■ **Problem to solve**: Please return every line of the records below that holds the word "QuitEventSender".

■ **Available records**:
Content starts

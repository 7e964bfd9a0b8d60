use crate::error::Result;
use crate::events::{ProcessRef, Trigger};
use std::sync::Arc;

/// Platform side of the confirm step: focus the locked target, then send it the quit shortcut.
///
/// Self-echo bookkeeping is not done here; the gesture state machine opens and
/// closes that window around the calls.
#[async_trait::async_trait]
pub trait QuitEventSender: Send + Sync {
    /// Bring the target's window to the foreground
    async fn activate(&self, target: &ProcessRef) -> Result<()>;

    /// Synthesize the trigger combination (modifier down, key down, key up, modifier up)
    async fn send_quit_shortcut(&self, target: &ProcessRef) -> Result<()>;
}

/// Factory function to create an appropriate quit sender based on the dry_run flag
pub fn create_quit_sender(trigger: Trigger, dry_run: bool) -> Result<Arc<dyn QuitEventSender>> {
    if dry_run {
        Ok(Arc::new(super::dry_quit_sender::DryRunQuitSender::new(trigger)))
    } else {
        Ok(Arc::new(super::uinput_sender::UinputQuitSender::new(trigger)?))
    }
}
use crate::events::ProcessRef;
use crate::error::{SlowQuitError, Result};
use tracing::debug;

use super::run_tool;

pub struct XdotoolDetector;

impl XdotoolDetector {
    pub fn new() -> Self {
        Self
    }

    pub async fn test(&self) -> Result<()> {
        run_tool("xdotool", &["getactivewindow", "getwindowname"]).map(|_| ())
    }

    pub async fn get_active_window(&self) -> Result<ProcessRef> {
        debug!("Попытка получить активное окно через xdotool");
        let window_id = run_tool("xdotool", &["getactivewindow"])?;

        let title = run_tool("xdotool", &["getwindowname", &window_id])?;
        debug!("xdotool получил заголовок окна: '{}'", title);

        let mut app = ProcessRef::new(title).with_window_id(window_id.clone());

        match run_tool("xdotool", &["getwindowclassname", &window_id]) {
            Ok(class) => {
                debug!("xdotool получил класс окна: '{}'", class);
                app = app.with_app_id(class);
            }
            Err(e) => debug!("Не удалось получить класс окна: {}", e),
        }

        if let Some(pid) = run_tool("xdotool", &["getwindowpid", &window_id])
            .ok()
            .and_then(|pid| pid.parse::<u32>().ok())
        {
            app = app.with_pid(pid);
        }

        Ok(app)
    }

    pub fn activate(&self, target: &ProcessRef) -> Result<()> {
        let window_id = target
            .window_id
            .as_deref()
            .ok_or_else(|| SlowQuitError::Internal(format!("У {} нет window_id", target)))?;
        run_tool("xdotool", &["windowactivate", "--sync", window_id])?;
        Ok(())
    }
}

Content ends
Content starts

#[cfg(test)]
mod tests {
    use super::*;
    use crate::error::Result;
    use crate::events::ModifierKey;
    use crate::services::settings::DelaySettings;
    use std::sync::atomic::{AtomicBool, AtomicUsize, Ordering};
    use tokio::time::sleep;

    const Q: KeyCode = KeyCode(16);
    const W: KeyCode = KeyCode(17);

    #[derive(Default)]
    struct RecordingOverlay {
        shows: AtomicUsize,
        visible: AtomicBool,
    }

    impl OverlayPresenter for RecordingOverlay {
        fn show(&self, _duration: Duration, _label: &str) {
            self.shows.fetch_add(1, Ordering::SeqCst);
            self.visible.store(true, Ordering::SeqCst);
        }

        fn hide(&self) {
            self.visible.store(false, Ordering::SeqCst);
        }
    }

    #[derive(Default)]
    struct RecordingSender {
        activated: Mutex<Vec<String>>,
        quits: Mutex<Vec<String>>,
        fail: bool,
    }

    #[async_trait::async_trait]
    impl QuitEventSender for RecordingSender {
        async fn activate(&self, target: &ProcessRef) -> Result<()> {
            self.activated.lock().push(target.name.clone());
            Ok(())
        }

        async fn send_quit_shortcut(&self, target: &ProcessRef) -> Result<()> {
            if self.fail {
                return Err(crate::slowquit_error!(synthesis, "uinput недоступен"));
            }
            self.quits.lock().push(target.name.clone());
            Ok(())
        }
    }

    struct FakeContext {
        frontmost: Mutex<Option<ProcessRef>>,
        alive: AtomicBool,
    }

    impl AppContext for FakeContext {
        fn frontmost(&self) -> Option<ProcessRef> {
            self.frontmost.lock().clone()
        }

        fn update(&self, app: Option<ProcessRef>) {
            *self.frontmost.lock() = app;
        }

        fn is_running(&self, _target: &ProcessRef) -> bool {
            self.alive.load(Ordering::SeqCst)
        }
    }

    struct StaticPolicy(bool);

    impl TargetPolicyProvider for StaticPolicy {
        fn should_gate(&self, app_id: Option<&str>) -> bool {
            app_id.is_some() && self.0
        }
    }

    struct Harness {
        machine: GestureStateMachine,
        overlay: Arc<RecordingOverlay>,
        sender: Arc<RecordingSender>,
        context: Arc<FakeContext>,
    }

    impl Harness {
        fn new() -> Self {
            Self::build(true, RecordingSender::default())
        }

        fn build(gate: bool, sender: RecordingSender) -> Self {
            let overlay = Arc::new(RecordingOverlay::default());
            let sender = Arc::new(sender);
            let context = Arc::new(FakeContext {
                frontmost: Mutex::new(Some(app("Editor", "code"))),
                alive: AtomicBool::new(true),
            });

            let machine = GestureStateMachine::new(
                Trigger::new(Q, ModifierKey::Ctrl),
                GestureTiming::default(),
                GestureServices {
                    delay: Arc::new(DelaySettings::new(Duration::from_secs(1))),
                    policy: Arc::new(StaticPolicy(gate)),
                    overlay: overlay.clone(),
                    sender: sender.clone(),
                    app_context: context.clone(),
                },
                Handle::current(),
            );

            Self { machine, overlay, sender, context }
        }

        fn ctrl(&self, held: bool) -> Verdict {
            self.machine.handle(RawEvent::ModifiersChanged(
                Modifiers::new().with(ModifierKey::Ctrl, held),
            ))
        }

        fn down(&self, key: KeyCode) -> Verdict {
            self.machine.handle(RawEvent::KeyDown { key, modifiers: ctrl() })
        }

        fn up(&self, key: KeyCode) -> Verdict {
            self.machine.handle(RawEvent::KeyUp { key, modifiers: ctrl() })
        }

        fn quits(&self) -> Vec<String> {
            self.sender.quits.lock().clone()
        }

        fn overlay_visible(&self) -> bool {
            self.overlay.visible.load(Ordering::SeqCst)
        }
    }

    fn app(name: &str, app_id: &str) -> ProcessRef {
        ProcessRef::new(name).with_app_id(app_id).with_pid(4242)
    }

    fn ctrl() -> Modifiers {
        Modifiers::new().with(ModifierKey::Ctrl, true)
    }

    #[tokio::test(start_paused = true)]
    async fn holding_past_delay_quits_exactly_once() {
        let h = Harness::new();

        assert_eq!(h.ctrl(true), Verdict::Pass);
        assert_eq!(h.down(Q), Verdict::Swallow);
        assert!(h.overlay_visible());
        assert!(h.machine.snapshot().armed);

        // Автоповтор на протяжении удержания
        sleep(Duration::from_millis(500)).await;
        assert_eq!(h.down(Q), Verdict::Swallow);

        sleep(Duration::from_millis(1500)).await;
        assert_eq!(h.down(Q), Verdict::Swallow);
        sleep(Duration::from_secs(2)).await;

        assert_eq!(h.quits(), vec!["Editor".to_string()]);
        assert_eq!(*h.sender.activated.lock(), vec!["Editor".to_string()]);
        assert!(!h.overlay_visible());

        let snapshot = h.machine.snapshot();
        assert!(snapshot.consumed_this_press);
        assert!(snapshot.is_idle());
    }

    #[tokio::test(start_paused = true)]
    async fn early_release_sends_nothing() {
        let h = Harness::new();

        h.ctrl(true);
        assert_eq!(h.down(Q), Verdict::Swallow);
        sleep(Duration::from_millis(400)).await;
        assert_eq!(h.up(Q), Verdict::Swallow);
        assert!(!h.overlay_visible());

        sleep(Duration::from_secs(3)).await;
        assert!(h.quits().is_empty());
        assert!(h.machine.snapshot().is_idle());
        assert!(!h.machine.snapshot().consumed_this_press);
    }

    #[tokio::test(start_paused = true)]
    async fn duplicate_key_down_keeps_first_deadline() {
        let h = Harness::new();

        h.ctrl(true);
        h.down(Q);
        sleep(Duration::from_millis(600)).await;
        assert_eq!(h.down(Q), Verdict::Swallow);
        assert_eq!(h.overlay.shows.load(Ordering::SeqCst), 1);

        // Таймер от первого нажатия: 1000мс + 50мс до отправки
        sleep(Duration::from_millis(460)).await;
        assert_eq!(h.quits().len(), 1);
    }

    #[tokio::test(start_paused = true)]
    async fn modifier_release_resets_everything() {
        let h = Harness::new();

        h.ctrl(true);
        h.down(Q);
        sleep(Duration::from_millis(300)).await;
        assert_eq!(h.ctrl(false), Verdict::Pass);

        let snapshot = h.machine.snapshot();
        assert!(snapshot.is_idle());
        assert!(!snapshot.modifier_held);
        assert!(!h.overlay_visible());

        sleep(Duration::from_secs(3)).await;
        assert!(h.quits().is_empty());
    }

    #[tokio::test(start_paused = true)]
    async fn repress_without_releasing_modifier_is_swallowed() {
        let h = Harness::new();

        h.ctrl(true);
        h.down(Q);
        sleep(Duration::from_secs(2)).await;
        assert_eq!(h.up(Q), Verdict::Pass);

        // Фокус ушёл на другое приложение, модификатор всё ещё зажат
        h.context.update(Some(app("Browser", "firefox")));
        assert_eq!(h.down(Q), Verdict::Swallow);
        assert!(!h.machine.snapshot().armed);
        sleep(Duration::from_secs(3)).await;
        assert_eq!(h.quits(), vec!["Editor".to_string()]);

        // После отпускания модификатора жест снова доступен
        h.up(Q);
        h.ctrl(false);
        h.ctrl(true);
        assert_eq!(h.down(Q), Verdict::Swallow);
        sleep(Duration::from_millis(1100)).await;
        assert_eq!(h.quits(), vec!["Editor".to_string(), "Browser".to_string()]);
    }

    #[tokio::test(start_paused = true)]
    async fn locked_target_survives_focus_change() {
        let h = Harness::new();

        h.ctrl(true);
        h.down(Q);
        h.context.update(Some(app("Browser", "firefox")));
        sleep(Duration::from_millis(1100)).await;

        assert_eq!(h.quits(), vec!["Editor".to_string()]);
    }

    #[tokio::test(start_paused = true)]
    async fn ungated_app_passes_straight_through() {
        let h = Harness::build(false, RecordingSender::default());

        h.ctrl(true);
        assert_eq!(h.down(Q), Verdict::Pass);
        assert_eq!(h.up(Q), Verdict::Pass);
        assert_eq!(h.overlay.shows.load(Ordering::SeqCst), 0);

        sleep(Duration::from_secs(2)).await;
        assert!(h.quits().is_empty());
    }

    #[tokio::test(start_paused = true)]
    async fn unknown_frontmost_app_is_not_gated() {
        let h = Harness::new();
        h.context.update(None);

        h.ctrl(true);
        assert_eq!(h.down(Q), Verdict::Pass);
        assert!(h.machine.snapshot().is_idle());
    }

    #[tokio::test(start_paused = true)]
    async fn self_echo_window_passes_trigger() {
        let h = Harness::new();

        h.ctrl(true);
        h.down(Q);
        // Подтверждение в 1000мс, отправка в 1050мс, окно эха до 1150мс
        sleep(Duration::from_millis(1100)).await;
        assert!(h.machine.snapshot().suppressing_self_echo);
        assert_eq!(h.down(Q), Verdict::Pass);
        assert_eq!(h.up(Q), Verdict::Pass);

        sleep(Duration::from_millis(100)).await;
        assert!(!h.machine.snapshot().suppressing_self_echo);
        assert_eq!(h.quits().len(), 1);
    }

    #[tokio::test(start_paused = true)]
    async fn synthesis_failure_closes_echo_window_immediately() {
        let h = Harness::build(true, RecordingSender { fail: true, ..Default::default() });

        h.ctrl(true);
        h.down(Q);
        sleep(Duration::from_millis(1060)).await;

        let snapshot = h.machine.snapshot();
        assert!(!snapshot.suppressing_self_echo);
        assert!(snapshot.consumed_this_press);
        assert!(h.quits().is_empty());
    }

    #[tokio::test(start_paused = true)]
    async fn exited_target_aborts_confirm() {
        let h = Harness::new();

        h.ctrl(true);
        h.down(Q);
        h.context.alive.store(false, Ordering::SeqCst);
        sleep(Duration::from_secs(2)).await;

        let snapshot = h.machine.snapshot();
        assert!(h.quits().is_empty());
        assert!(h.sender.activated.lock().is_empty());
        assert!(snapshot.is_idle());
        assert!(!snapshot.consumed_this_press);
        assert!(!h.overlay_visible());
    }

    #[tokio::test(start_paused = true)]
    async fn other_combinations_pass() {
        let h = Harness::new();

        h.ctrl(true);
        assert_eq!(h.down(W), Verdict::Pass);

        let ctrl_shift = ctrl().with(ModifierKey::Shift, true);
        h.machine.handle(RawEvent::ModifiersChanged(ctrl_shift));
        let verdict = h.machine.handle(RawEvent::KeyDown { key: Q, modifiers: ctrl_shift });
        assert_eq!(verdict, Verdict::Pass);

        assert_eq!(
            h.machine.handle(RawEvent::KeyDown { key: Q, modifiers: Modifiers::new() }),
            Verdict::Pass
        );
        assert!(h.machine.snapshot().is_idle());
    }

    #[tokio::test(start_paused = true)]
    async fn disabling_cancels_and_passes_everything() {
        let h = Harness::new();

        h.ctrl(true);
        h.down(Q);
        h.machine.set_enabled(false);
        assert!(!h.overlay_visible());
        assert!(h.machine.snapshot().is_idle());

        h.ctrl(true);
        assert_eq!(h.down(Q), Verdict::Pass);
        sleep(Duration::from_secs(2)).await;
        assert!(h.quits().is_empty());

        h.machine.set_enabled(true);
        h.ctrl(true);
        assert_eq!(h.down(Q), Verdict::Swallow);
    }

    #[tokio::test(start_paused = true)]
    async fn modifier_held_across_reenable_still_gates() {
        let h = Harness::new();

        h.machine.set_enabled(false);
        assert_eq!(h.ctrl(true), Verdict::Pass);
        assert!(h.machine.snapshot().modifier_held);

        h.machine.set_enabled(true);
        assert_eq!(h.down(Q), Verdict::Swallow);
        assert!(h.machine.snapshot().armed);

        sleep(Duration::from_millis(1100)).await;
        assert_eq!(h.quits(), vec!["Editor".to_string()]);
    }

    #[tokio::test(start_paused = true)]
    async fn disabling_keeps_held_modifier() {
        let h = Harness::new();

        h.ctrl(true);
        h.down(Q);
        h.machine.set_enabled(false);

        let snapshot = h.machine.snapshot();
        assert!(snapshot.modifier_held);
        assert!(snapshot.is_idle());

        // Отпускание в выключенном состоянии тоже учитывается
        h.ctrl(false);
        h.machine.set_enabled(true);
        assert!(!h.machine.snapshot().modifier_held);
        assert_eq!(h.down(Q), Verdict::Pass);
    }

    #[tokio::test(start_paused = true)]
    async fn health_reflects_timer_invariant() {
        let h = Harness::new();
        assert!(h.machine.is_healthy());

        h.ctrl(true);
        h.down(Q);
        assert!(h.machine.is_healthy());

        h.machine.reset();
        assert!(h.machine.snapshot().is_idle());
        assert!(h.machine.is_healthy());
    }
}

Content ends

■ **Completed task**:
pub trait QuitEventSender: Send + Sync {
pub fn create_quit_sender(trigger: Trigger, dry_run: bool) -> Result<Arc<dyn QuitEventSender>> {
    impl QuitEventSender for RecordingSender {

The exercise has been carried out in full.